Michael Müller und Sawsan Chebli bei einer Plenarsitzung. 
Foto: Imago Images

BerlinEs war ein erfrischender Knallbonbon am warmen Donnerstagabend: Sawsan Chebli, 42-jährige gebürtige Berlinerin mit palästinensischen Eltern, SPD-Politikerin und Staatssekretärin in der Senatskanzlei, erklärte ihre Kandidatur für ein Bundestagsmandat in Charlottenburg-Wilmersdorf bei der Wahl im nächsten Jahr. Chebli konkurriert damit direkt mit ihrem Chef in der Senatskanzlei, dem 55-jährigen Michael Müller.
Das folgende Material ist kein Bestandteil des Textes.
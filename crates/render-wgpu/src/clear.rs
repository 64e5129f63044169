use crate::gpu::WindowSurface;
use framehost_common::Viewport;
use framehost_render::{BackgroundScene, FrameDrawer, RenderError};

/// Clears the window with the background scene's color once per frame.
#[derive(Debug, Default)]
pub struct ClearPassDrawer {
    scene: BackgroundScene,
}

impl ClearPassDrawer {
    pub fn new() -> Self {
        Self::default()
    }
}

impl FrameDrawer<WindowSurface> for ClearPassDrawer {
    fn configure(
        &mut self,
        _surface: &mut WindowSurface,
        viewport: &Viewport,
    ) -> Result<(), RenderError> {
        // The surface configuration already matches the viewport extent.
        self.scene.resize(*viewport);
        Ok(())
    }

    fn draw_frame(&mut self, surface: &mut WindowSurface) -> Result<(), RenderError> {
        self.scene.advance();
        let [r, g, b, a] = self.scene.modulated_color();

        let gpu = surface.gpu().clone();
        let view = surface.acquire()?;
        let mut encoder = gpu
            .device
            .create_command_encoder(&wgpu::CommandEncoderDescriptor {
                label: Some("background_encoder"),
            });
        {
            let _pass = encoder.begin_render_pass(&wgpu::RenderPassDescriptor {
                label: Some("background_pass"),
                color_attachments: &[Some(wgpu::RenderPassColorAttachment {
                    view,
                    resolve_target: None,
                    ops: wgpu::Operations {
                        load: wgpu::LoadOp::Clear(wgpu::Color {
                            r: f64::from(r),
                            g: f64::from(g),
                            b: f64::from(b),
                            a: f64::from(a),
                        }),
                        store: wgpu::StoreOp::Store,
                    },
                })],
                depth_stencil_attachment: None,
                ..Default::default()
            });
        }
        gpu.queue.submit(std::iter::once(encoder.finish()));
        tracing::trace!(
            frame = self.scene.frames(),
            radius = self.scene.window_radius(),
            "background cleared"
        );
        Ok(())
    }
}
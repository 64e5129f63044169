use framehost_common::{Viewport, ViewportSize};

/// Errors raised by a graphics backend.
#[derive(Debug, Clone, PartialEq, Eq, thiserror::Error)]
pub enum RenderError {
    #[error("graphics context unavailable: {0}")]
    ContextUnavailable(String),
    #[error("viewport configuration failed: {0}")]
    Viewport(String),
    #[error("frame draw failed: {0}")]
    Draw(String),
    #[error("present failed: {0}")]
    Present(String),
}

/// A native drawing surface handed from the host to the render loop.
///
/// The handle is moved, never shared: once sent to the render loop, only
/// the render thread touches it.
pub trait Surface: Send + 'static {
    /// Bind the graphics context to this surface on the calling thread.
    fn make_current(&mut self) -> Result<(), RenderError>;

    /// Current pixel size of the surface.
    fn size(&self) -> ViewportSize;

    /// Present the frame drawn since the last swap.
    fn swap_buffers(&mut self) -> Result<(), RenderError>;
}

/// Draws the scene into the current surface.
///
/// Lives on the render thread for its whole lifetime, so implementations
/// may hold thread-bound graphics state.
pub trait FrameDrawer<S: Surface> {
    /// Called once per surface assignment, after `make_current`. Sets the
    /// backend viewport and any per-surface render state.
    fn configure(&mut self, surface: &mut S, viewport: &Viewport) -> Result<(), RenderError>;

    /// Issue the draw calls for one frame. Must not present.
    fn draw_frame(&mut self, surface: &mut S) -> Result<(), RenderError>;
}
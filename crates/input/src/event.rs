use crate::touch::TouchEvent;
use crossbeam_channel::{Receiver, Sender, bounded};

/// A lifecycle or input event delivered by the host environment.
///
/// `S` is the host's surface handle type. The handle is moved through the
/// event so that exactly one owner holds it at any time.
#[derive(Debug)]
pub enum HostEvent<S> {
    /// A native surface became available (or was recreated after a resize).
    SurfaceCreated(S),
    /// The host asks for the surface to be redrawn.
    RedrawNeeded,
    /// The application is being paused. The host waits on the notice.
    Pause(PauseNotice),
    /// The application came back to the foreground.
    Resume,
    /// Finger/pointer input.
    Touch(TouchEvent),
    /// The application is being destroyed. Last event of the stream.
    Destroy,
}

impl<S> HostEvent<S> {
    /// Short name used in logs.
    pub fn kind(&self) -> &'static str {
        match self {
            Self::SurfaceCreated(_) => "surface-created",
            Self::RedrawNeeded => "redraw-needed",
            Self::Pause(_) => "pause",
            Self::Resume => "resume",
            Self::Touch(TouchEvent::Down(_)) => "touch-down",
            Self::Touch(TouchEvent::Up) => "touch-up",
            Self::Touch(TouchEvent::Move(_)) => "touch-move",
            Self::Destroy => "destroy",
        }
    }
}

/// Host side of a pause: completed once rendering has actually stopped.
#[derive(Debug)]
pub struct PauseNotice {
    done: Sender<()>,
}

/// Waits for a `PauseNotice` to be completed.
#[derive(Debug)]
pub struct PauseWaiter {
    done: Receiver<()>,
}

impl PauseNotice {
    /// A notice paired with a waiter the host can block on.
    pub fn new() -> (Self, PauseWaiter) {
        let (tx, rx) = bounded(1);
        (Self { done: tx }, PauseWaiter { done: rx })
    }

    pub fn complete(self) {
        // The host may have stopped waiting; that is fine.
        let _ = self.done.send(());
    }
}

impl PauseWaiter {
    /// Block until the pause completes. Returns `false` if the notice was
    /// dropped without completing (the dispatcher went away).
    pub fn wait(self) -> bool {
        self.done.recv().is_ok()
    }
}
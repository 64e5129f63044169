use framehost_common::Viewport;

/// Background clear color (RGBA).
pub const CLEAR_COLOR: [f32; 4] = [0.9, 0.85, 0.46, 0.0];

/// Background rotation applied per frame.
pub const ROTATION_STEP_DEGREES: f32 = 1.5;

/// Per-loop scene state for the rotating background.
///
/// Owned by one drawer instance; there is no process-wide scene.
#[derive(Debug, Clone)]
pub struct BackgroundScene {
    rotation: f32,
    clear_color: [f32; 4],
    viewport: Viewport,
    frames: u64,
}

impl Default for BackgroundScene {
    fn default() -> Self {
        Self {
            rotation: 0.0,
            clear_color: CLEAR_COLOR,
            viewport: Viewport::default(),
            frames: 0,
        }
    }
}

impl BackgroundScene {
    pub fn new() -> Self {
        Self::default()
    }

    pub fn with_clear_color(clear_color: [f32; 4]) -> Self {
        Self {
            clear_color,
            ..Self::default()
        }
    }

    /// Adopt the viewport of a newly assigned surface.
    pub fn resize(&mut self, viewport: Viewport) {
        self.viewport = viewport;
    }

    /// Step the animation by one frame.
    pub fn advance(&mut self) {
        self.rotation = (self.rotation + ROTATION_STEP_DEGREES) % 360.0;
        self.frames += 1;
    }

    /// Rotation in degrees, in `[0, 360)`.
    pub fn rotation(&self) -> f32 {
        self.rotation
    }

    pub fn clear_color(&self) -> [f32; 4] {
        self.clear_color
    }

    /// Clear color with its RGB channels brightened as the background turns.
    pub fn modulated_color(&self) -> [f32; 4] {
        let pulse = 0.9 + 0.1 * self.rotation.to_radians().cos();
        let [r, g, b, a] = self.clear_color;
        [r * pulse, g * pulse, b * pulse, a]
    }

    pub fn viewport(&self) -> &Viewport {
        &self.viewport
    }

    /// Radius of the current window, as needed to cover it with the background.
    pub fn window_radius(&self) -> f64 {
        self.viewport.radius
    }

    pub fn frames(&self) -> u64 {
        self.frames
    }
}
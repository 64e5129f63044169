//! Host events: the closed set of lifecycle and input events a host delivers.
//!
//! # Invariants
//! - Hosts emit events only through `HostEvent`; nothing downstream inspects host-specific types.
//! - A pause is not reported complete to the host until its `PauseNotice` is completed.

pub mod event;
pub mod touch;

pub use event::{HostEvent, PauseNotice, PauseWaiter};
pub use touch::{TouchEvent, TouchTracker};
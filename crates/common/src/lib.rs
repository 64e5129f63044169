//! Shared types: viewport geometry derived from surfaces and the startup configuration.
//!
//! # Invariants
//! - A `Viewport` is always derived from a surface size; its radius is never set independently.
//! - Configuration is read once at startup and never changes while the loops run.

mod config;
mod types;

pub use config::{ConfigError, FrameRate, HostConfig, ResumePolicy};
pub use types::{Viewport, ViewportSize};

pub fn crate_info() -> &'static str {
    "framehost-common v0.1.0"
}
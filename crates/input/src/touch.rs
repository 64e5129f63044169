use glam::Vec2;

/// A single finger/pointer event in surface coordinates.
#[derive(Debug, Clone, Copy, PartialEq)]
pub enum TouchEvent {
    /// Finger pressed at a position.
    Down(Vec2),
    /// Finger lifted.
    Up,
    /// Finger moved to a position.
    Move(Vec2),
}

/// Tracks the state of the single active pointer.
///
/// Input never reaches the render loop; this only keeps enough state to log
/// strokes coherently and to feed optional touch handlers.
#[derive(Debug, Clone, Default)]
pub struct TouchTracker {
    pressed: bool,
    position: Option<Vec2>,
    moves_in_stroke: u32,
    strokes: u64,
}

impl TouchTracker {
    pub fn new() -> Self {
        Self::default()
    }

    pub fn observe(&mut self, event: &TouchEvent) {
        match *event {
            TouchEvent::Down(at) => {
                tracing::debug!("finger is down at {} {}", at.x, at.y);
                self.pressed = true;
                self.position = Some(at);
                self.moves_in_stroke = 0;
            }
            TouchEvent::Move(at) => {
                if self.pressed {
                    tracing::debug!("finger is moving at {} {}", at.x, at.y);
                    self.moves_in_stroke += 1;
                } else {
                    tracing::debug!("pointer moved at {} {} without a press", at.x, at.y);
                }
                self.position = Some(at);
            }
            TouchEvent::Up => {
                tracing::debug!("finger is now up");
                if self.pressed {
                    self.strokes += 1;
                }
                self.pressed = false;
            }
        }
    }

    pub fn is_pressed(&self) -> bool {
        self.pressed
    }

    /// Last known pointer position.
    pub fn position(&self) -> Option<Vec2> {
        self.position
    }

    /// Moves observed since the last press.
    pub fn moves_in_stroke(&self) -> u32 {
        self.moves_in_stroke
    }

    /// Completed down/up strokes.
    pub fn strokes(&self) -> u64 {
        self.strokes
    }
}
Der Showdown in ChaWi wirft vor allem zwei Fragen auf. Wagt die SPD den Sprung ins Weite und nominiert eine in ihrem Kampfeseifer für Gleichberechtigung und gegen Ausgrenzung öfter einmal überschäumende Politikerin? Oder geht es darum, einem verdienten Politiker einen Posten für den Karriereabend zu organisieren? Erst einmal ein Blick zurück: Michael Müller ist nicht der erste Regierende Bürgermeister, der direkt aus dem Amt in den Bundestag wechseln will. Drei Männer vor ihm haben es geschafft, alle auch aus der SPD.